§ **Assigned task**: Go through the records and extract every line with the word "QueryEvent".
--- Information Enclosed Below ---
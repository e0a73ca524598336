//! Store or announce to the closest nodes found by an iterative query.

use std::net::SocketAddrV4;
use std::time::Duration;

use flume::Sender;
use tracing::debug;

use crate::common::messages::RequestSpecific;
use crate::common::{Id, Node, MAX_BUCKET_SIZE_K};

use super::response::{QueryError, QueryEvent};
use super::socket::RpcSocket;

/// The store phase following an iterative query: fan the `PUT_VALUE` or
/// `ADD_PROVIDER` request out to the closest responding nodes and count
/// the acknowledgments.
#[derive(Debug)]
pub(crate) struct PutQuery {
    target: Id,
    /// The original namespaced key being stored or announced.
    key: Box<[u8]>,
    request: RequestSpecific,
    inflight: Vec<(u16, Node)>,
    stored_at: usize,
    senders: Vec<Sender<QueryEvent>>,
    /// Started by the reprovider rather than a caller.
    reprovide: bool,
}

impl PutQuery {
    pub fn new(
        target: Id,
        key: Box<[u8]>,
        request: RequestSpecific,
        senders: Vec<Sender<QueryEvent>>,
        reprovide: bool,
    ) -> PutQuery {
        PutQuery {
            target,
            key,
            request,
            inflight: Vec::new(),
            stored_at: 0,
            senders,
            reprovide,
        }
    }

    // === Getters ===

    pub fn target(&self) -> &Id {
        &self.target
    }

    pub fn key(&self) -> &[u8] {
        &self.key
    }

    pub fn request(&self) -> &RequestSpecific {
        &self.request
    }

    /// How many nodes acknowledged storing so far.
    pub fn stored_at(&self) -> usize {
        self.stored_at
    }

    pub fn is_reprovide(&self) -> bool {
        self.reprovide
    }

    pub fn inflight(&self, tid: u16) -> bool {
        self.inflight.iter().any(|(inflight, _)| *inflight == tid)
    }

    pub fn is_done(&self) -> bool {
        self.inflight.is_empty()
    }

    // === Public Methods ===

    /// Send the request to (at most K of) the given nodes.
    /// Returns `false` when there are no nodes to store at.
    pub fn start(
        &mut self,
        socket: &mut RpcSocket,
        nodes: &[Node],
        request_timeout: Option<Duration>,
    ) -> bool {
        if nodes.is_empty() {
            debug!(target = ?self.target, "No closest nodes to store at");
            return false;
        }

        for node in nodes.iter().take(MAX_BUCKET_SIZE_K) {
            let tid = socket.request(node.address(), self.request.clone(), request_timeout);
            self.inflight.push((tid, node.clone()));
        }

        true
    }

    pub fn handle_response(&mut self, tid: u16, sender_id: Id) {
        if self.take_inflight(tid).is_some() {
            self.stored_at += 1;
            self.emit(QueryEvent::Stored { peer: sender_id });
        }
    }

    /// Drop an inflight request that got a response of an unexpected type.
    pub fn dismiss(&mut self, tid: u16) {
        self.take_inflight(tid);
    }

    pub fn handle_timeout(&mut self, tid: u16, to: SocketAddrV4) {
        if let Some(node) = self.take_inflight(tid) {
            self.emit(QueryEvent::QueryError {
                address: to,
                peer: Some(*node.id()),
                error: QueryError::Timeout,
            });
        }
    }

    // === Private Methods ===

    fn take_inflight(&mut self, tid: u16) -> Option<Node> {
        self.inflight
            .iter()
            .position(|(inflight, _)| *inflight == tid)
            .map(|position| self.inflight.remove(position).1)
    }

    fn emit(&mut self, event: QueryEvent) {
        self.senders
            .retain(|sender| sender.send(event.clone()).is_ok());
    }
}
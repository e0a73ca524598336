//! Configuration for [Dht](crate::Dht).

use std::fmt::{self, Debug, Formatter};
use std::time::Duration;

use crate::common::ValidatorRegistry;

use super::socket::DEFAULT_REQUEST_TIMEOUT;
use super::wire::Wire;

/// Maximum concurrent requests per search path.
pub const DEFAULT_ALPHA: usize = 3;
/// Number of disjoint search paths per lookup.
pub const DEFAULT_DISJOINT_PATHS: usize = 4;

/// How long provider records stay valid on the nodes storing them.
pub const DEFAULT_PROVIDER_VALIDITY: Duration = Duration::from_secs(24 * 60 * 60);
/// How often the reprovider checks for records due for re-announcement.
pub const DEFAULT_REPROVIDE_INTERVAL: Duration = Duration::from_secs(60 * 60);
/// Records are re-announced once within this duration of expiring.
pub const DEFAULT_REPROVIDE_THRESHOLD: Duration = Duration::from_secs(2 * 60 * 60);

/// Dht configurations.
pub struct Config {
    /// Bootstrap nodes as `host:port` strings.
    ///
    /// Defaults to an empty list; a node with no bootstrap nodes and an
    /// empty routing table can only be discovered by nodes contacting it.
    pub bootstrap: Vec<String>,
    /// Explicit port to listen on. Defaults to an OS assigned port.
    pub port: Option<u16>,
    /// Duration before an inflight request to a non-responding node is
    /// abandoned. Defaults to [DEFAULT_REQUEST_TIMEOUT].
    pub request_timeout: Duration,
    /// Maximum concurrent requests per search path. Defaults to [DEFAULT_ALPHA].
    pub alpha: usize,
    /// Disjoint search paths per lookup. Defaults to [DEFAULT_DISJOINT_PATHS].
    pub disjoint_paths: usize,
    /// How long provider records stored on this node stay valid.
    pub provider_validity: Duration,
    pub reprovide_interval: Duration,
    pub reprovide_threshold: Duration,
    /// Per-namespace record validators. Defaults to the built-in
    /// `/immutable/` and `/signed/` namespaces.
    pub validators: ValidatorRegistry,
    /// Custom transport. Defaults to a UDP socket on `port`.
    pub wire: Option<Box<dyn Wire>>,
}

impl Default for Config {
    fn default() -> Self {
        Config {
            bootstrap: Vec::new(),
            port: None,
            request_timeout: DEFAULT_REQUEST_TIMEOUT,
            alpha: DEFAULT_ALPHA,
            disjoint_paths: DEFAULT_DISJOINT_PATHS,
            provider_validity: DEFAULT_PROVIDER_VALIDITY,
            reprovide_interval: DEFAULT_REPROVIDE_INTERVAL,
            reprovide_threshold: DEFAULT_REPROVIDE_THRESHOLD,
            validators: ValidatorRegistry::default(),
            wire: None,
        }
    }
}

impl Debug for Config {
    fn fmt(&self, f: &mut Formatter<'_>) -> fmt::Result {
        f.debug_struct("Config")
            .field("bootstrap", &self.bootstrap)
            .field("port", &self.port)
            .field("request_timeout", &self.request_timeout)
            .field("alpha", &self.alpha)
            .field("disjoint_paths", &self.disjoint_paths)
            .field("provider_validity", &self.provider_validity)
            .field("reprovide_interval", &self.reprovide_interval)
            .field("reprovide_threshold", &self.reprovide_threshold)
            .finish_non_exhaustive()
    }
}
--- End of Enclosed Information ---
§ **Task output**:
use super::response::{QueryError, QueryEvent};
    senders: Vec<Sender<QueryEvent>>,
        senders: Vec<Sender<QueryEvent>>,
            self.emit(QueryEvent::Stored { peer: sender_id });
            self.emit(QueryEvent::QueryError {
    fn emit(&mut self, event: QueryEvent) {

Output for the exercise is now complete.